Stimulus-specific activation of the extrinsic apoptotic pathway is mediated by FADD. (A) Caspase 3 activation requires the adaptor protein FADD, not TRADD. (B) Apoptotic index assays demonstrate that FADD, not TRADD, is required for full induction of apoptosis upon 5FU treatment. Data shown are the mean±s.d. P-values were calculated by Student's t-test (unpaired, two-tailed). (C) Immunoblot analysis of 6A7 immunoprecipitates indicates that BAX activation following 5FU treatment is FADD-dependent. Figure source data can be found in Supplementary data.

Figure 5

DR4 is required for stimulus-specific BAX activation and apoptosis. (A) Immunoblots show that total protein levels of the DR4 and FAS death receptors, but not DR5, are higher in 5FU-treated cells than in those treated with Nut3. (^*) Indicates a non-specific band. (B) Nut3 fails to induce DR4 cell surface expression as measured by flow cytometry. Nut3 and 5FU induce DR5 and FAS cell surface localization equally. Data shown are representative of a least three independent experiments. (C) Apoptotic index assays show that DR4, but not FAS, is required for 5FU-induced apoptosis (see Supplementary Figure S6 for western blot analysis of FAS knockdown).
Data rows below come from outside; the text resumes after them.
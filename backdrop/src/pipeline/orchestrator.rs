//! Orchestrator: wires the five stages into a state graph and runs it.
//!
//! ```text
//! START → init → history_queries → history_urls ─┬─► history_extract ─┐
//!                                                ├─► history_extract ─┼─► history_summary → END
//!                                                └─► ...              ─┘
//! ```
//!
//! `history_urls → history_extract` is a fan-out: one task per discovered URL, each
//! seeing only its URL. The run reaches `history_summary` once every task finished.

use std::sync::Arc;

use tracing::Instrument;

use crate::error::PipelineError;
use crate::fetch::DocumentFetcher;
use crate::graph::{CompiledStateGraph, Dispatch, NodeMiddleware, StateGraph, END, START};
use crate::llm::CompletionService;
use crate::search::SearchProvider;

use super::nodes::{
    ExtractNode, InitNode, QueryGenerationNode, SummaryNode, UrlDiscoveryNode, HISTORY_EXTRACT,
    HISTORY_QUERIES, HISTORY_SUMMARY, HISTORY_URLS, INIT,
};
use super::state::pipeline_updater;
use super::{PipelineConfig, PipelineState};

/// External services a run talks to.
#[derive(Clone)]
pub struct Collaborators {
    pub fetcher: Arc<dyn DocumentFetcher>,
    pub search: Arc<dyn SearchProvider>,
    pub llm: Arc<dyn CompletionService>,
}

/// One extraction task per discovered URL.
fn distribute_urls(state: &PipelineState) -> Vec<Dispatch<PipelineState>> {
    state
        .urls()
        .iter()
        .map(|url| Dispatch::new(HISTORY_EXTRACT, PipelineState::seed(url.clone())))
        .collect()
}

/// Builds the pipeline graph for `config` over `collab`.
pub fn build_graph(
    config: &PipelineConfig,
    collab: &Collaborators,
    middleware: Option<Arc<dyn NodeMiddleware<PipelineState>>>,
) -> Result<CompiledStateGraph<PipelineState>, PipelineError> {
    let mut graph = StateGraph::<PipelineState>::new().with_state_updater(pipeline_updater());
    if let Some(mw) = middleware {
        graph = graph.with_middleware(mw);
    }
    graph
        .add_node(INIT, Arc::new(InitNode::new(collab.fetcher.clone())))
        .add_node(
            HISTORY_QUERIES,
            Arc::new(QueryGenerationNode::new(
                collab.llm.clone(),
                config.top_n_search_queries,
            )),
        )
        .add_node(
            HISTORY_URLS,
            Arc::new(UrlDiscoveryNode::new(
                collab.search.clone(),
                config.top_n_search_results,
                config.search_category.clone(),
            )),
        )
        .add_node(
            HISTORY_EXTRACT,
            Arc::new(ExtractNode::new(
                collab.fetcher.clone(),
                collab.llm.clone(),
                config.extract_timeout,
            )),
        )
        .add_node(
            HISTORY_SUMMARY,
            Arc::new(SummaryNode::new(collab.llm.clone(), config.summary_max_sources)),
        )
        .add_edge(START, INIT)
        .add_edge(INIT, HISTORY_QUERIES)
        .add_edge(HISTORY_QUERIES, HISTORY_URLS)
        .add_fan_out(HISTORY_URLS, Arc::new(distribute_urls), [HISTORY_EXTRACT])
        .add_edge(HISTORY_EXTRACT, HISTORY_SUMMARY)
        .add_edge(HISTORY_SUMMARY, END);
    Ok(graph.compile()?)
}

/// Runs the historical-context pipeline.
pub struct Orchestrator {
    graph: CompiledStateGraph<PipelineState>,
}

impl Orchestrator {
    pub fn new(config: PipelineConfig, collab: Collaborators) -> Result<Self, PipelineError> {
        Ok(Self {
            graph: build_graph(&config, &collab, None)?,
        })
    }

    /// Like [`new`](Self::new), with middleware around every node run (fan-out tasks included).
    pub fn with_middleware(
        config: PipelineConfig,
        collab: Collaborators,
        middleware: Arc<dyn NodeMiddleware<PipelineState>>,
    ) -> Result<Self, PipelineError> {
        Ok(Self {
            graph: build_graph(&config, &collab, Some(middleware))?,
        })
    }

    /// Runs from `url` to the terminal state. On `Ok`, `history_summary` is set.
    pub async fn run(&self, url: &str) -> Result<PipelineState, PipelineError> {
        let span = tracing::info_span!("pipeline_run", url = %url);
        tracing::info!(parent: &span, "pipeline run start");
        let state = self
            .graph
            .invoke(PipelineState::seed(url))
            .instrument(span.clone())
            .await?;
        let scheduled = state.urls().len();
        let contributed = state.history_info.len();
        tracing::info!(
            parent: &span,
            scheduled,
            contributed,
            dropped = scheduled.saturating_sub(contributed),
            "extraction results"
        );
        if state.history_summary.is_none() {
            return Err(PipelineError::ExecutionFailed(
                "run ended without history_summary".into(),
            ));
        }
        Ok(state)
    }
}

#[cfg(test)]
mod tests {
    use super::*;
    use crate::fetch::FetchError;
    use crate::graph::LoggingNodeMiddleware;
    use crate::llm::{Completion, LlmError, MockLlm};
    use crate::pipeline::fakes::{FakeFetcher, FakeSearch};
    use serde_json::json;

    fn item_for(url: &str) -> serde_json::Value {
        json!({
            "event_time": "2020",
            "publish_time": "2021",
            "title": format!("About {}", url),
            "summary": "Earlier developments.",
            "source_url": url
        })
    }

    /// Scripted model: two queries, an item per page (source URL taken from the prompt), a fixed summary.
    fn scripted_llm() -> MockLlm {
        MockLlm::from_fn(|call| match call.schema.as_deref() {
            Some("search_queries") => Ok(Completion::Structured(json!({ "queries": ["q1", "q2"] }))),
            Some("history_item") => {
                let url = call
                    .user_prompt
                    .lines()
                    .find_map(|l| l.strip_prefix("source: "))
                    .unwrap_or_default();
                Ok(Completion::Structured(item_for(url)))
            }
            Some(other) => Err(LlmError::Api(format!("unexpected schema {}", other))),
            None => Ok(Completion::Text("Summary of the backdrop.".into())),
        })
    }

    fn collab(fetcher: FakeFetcher, search: FakeSearch, llm: Arc<MockLlm>) -> Collaborators {
        Collaborators {
            fetcher: Arc::new(fetcher),
            search: Arc::new(search),
            llm,
        }
    }

    /// **Scenario**: One extraction task per unique URL; all items are merged before the summary.
    #[tokio::test]
    async fn run_fans_out_one_task_per_url() {
        let fetcher = FakeFetcher::default()
            .with_page("https://example.com/article", "seed")
            .with_page("https://a", "a")
            .with_page("https://b", "b")
            .with_page("https://c", "c");
        let search = FakeSearch::default()
            .with_answer("q1", &["https://a", "https://b"])
            .with_answer("q2", &["https://b", "https://c"]);
        let llm = Arc::new(scripted_llm());
        let orch = Orchestrator::new(PipelineConfig::default(), collab(fetcher, search, llm.clone()))
            .unwrap();

        let state = orch.run("https://example.com/article").await.unwrap();
        assert_eq!(state.urls().len(), 3);
        assert_eq!(llm.call_count("history_item"), 3);
        let mut sources: Vec<_> = state.history_info.iter().map(|i| i.source_url.clone()).collect();
        sources.sort();
        assert_eq!(sources, vec!["https://a", "https://b", "https://c"]);
        assert_eq!(state.history_summary.as_deref(), Some("Summary of the backdrop."));

        // The summary call is the last one and sees every item.
        let last = llm.calls().pop().unwrap();
        assert_eq!(last.schema, None);
        for url in ["https://a", "https://b", "https://c"] {
            assert!(last.user_prompt.contains(url), "{}", url);
        }
    }

    /// **Scenario**: No search results still reaches the summary with empty history.
    #[tokio::test]
    async fn run_with_no_urls_still_summarizes() {
        let fetcher = FakeFetcher::default().with_page("https://example.com/article", "seed");
        let llm = Arc::new(scripted_llm());
        let orch = Orchestrator::new(
            PipelineConfig::default(),
            collab(fetcher, FakeSearch::default(), llm.clone()),
        )
        .unwrap();
        let state = orch.run("https://example.com/article").await.unwrap();
        assert_eq!(state.history_urls, Some(vec![]));
        assert!(state.history_info.is_empty());
        assert!(state.history_summary.is_some());
        assert_eq!(llm.call_count("history_item"), 0);
    }

    #[tokio::test]
    async fn seed_fetch_failure_aborts_run() {
        let llm = Arc::new(scripted_llm());
        let orch = Orchestrator::new(
            PipelineConfig::default(),
            collab(
                FakeFetcher::default().with_unreachable("https://example.com/article"),
                FakeSearch::default(),
                llm.clone(),
            ),
        )
        .unwrap();
        let err = orch.run("https://example.com/article").await.unwrap_err();
        assert!(matches!(err, PipelineError::Fetch(FetchError::Transport(_))), "{}", err);
        assert!(llm.calls().is_empty());
    }

    #[tokio::test]
    async fn search_failure_aborts_run() {
        let fetcher = FakeFetcher::default().with_page("https://example.com/article", "seed");
        let orch = Orchestrator::new(
            PipelineConfig::default(),
            collab(fetcher, FakeSearch::failing(), Arc::new(scripted_llm())),
        )
        .unwrap();
        let err = orch.run("https://example.com/article").await.unwrap_err();
        assert!(matches!(err, PipelineError::Search(_)), "{}", err);
    }

    /// **Scenario**: Middleware wraps every node including fan-out tasks without changing the result.
    #[tokio::test]
    async fn run_with_logging_middleware() {
        let fetcher = FakeFetcher::default()
            .with_page("https://example.com/article", "seed")
            .with_page("https://a", "a");
        let search = FakeSearch::default().with_answer("q1", &["https://a"]);
        let orch = Orchestrator::with_middleware(
            PipelineConfig::default(),
            collab(fetcher, search, Arc::new(scripted_llm())),
            Arc::new(LoggingNodeMiddleware::<PipelineState>::default()),
        )
        .unwrap();
        let state = orch.run("https://example.com/article").await.unwrap();
        assert_eq!(state.history_info.len(), 1);
    }
}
Data shown are the mean±s.d. P-values were calculated by Student's t-test (unpaired, two-tailed). (D) Immunoblot analysis of 6A7 immunoprecipitates indicates that BAX activation following 5FU treatment is DR4-dependent. Figure source data can be found in Supplementary data.

Figure 6

Stimulus-specific stabilization of the DR4 mRNA. (A) Q-RT–PCR analysis reveals that the DR4 mRNA, but not the p21 mRNA, accumulates more strongly in 5FU-treated cells. (B) ChIP analysis of the DR4 and p21 loci show increased levels of initiating (S5P-RNAPII) and elongating (S2P-RNAPII) forms of RNAPII in response to p53 activation by both Nut3 and 5FU. Grey regions represent the transcribed region of each locus, arrows indicate transcription start sites, black boxes represent exons, and black dashes indicate the position of PCR amplicons used for analysis of ChIP-enriched DNA. (C) Schematic of experimental procedure for DR4 mRNA half-life determination (top). Following 12 h of DMSO, Nut3 or 5FU treatment of HCT116 cells of different p53 status, RNA synthesis was halted by ActD and the levels of DR4, NOXA and MDM2 mRNA levels were measured over the time, revealing that 5FU treatment leads to stabilization of the DR4 and NOXA mRNAs in a p53-independent fashion. The numbers to the right indicate the mRNA half-lives for the corresponding mRNAs in HCT116 p53^+/+ cells treated with DMSO (black) or 5FU (blue). A table with all half-life measurements can be found in Supplementary Figure S7.

Figure 7

The DR4/FADD/caspase 8/tBID axis also defines cell fate choice in the H460 lung cancer cell line. (A) Western blot analysis of H460 cells shows that both Nut3 and 5FU activate p53 effectively, yet only 5FU leads to caspase 8 activation, tBID formation and caspase 3 activation. Differential cell fate choice correlates with higher levels of DR4 at late time points after 5FU treatment. (B) Q-RT–PCR analysis shows that the DR4 mRNA accumulates only in 5FU-treated H460 cells. (C) Knockdown of BID, caspase 8, DR4, or FADD impairs both tBID formation and activation of the executioner caspase 3. Immunoblot assessment of knockdown efficiency in H460 cells can be found in Supplementary Figure S8. (D) Apoptotic index assays reveal that BID, caspase 8, DR4, and FADD are all required for efficient induction of apoptosis upon 5FU treatment. Data shown are the mean±s.d. The indicated P-values represent the statistical significance of the 5FU-treated value for the respective knockdown line relative to the CTRL shRNA value and were calculated by Student's t-test (unpaired, two-tailed). Figure source data can be found in Supplementary data.

Figure 8

Model of stimulus-specific configurations of the p53 network defining cell fate choice in response to Nutlin-3 and 5FU. See Discussion for details.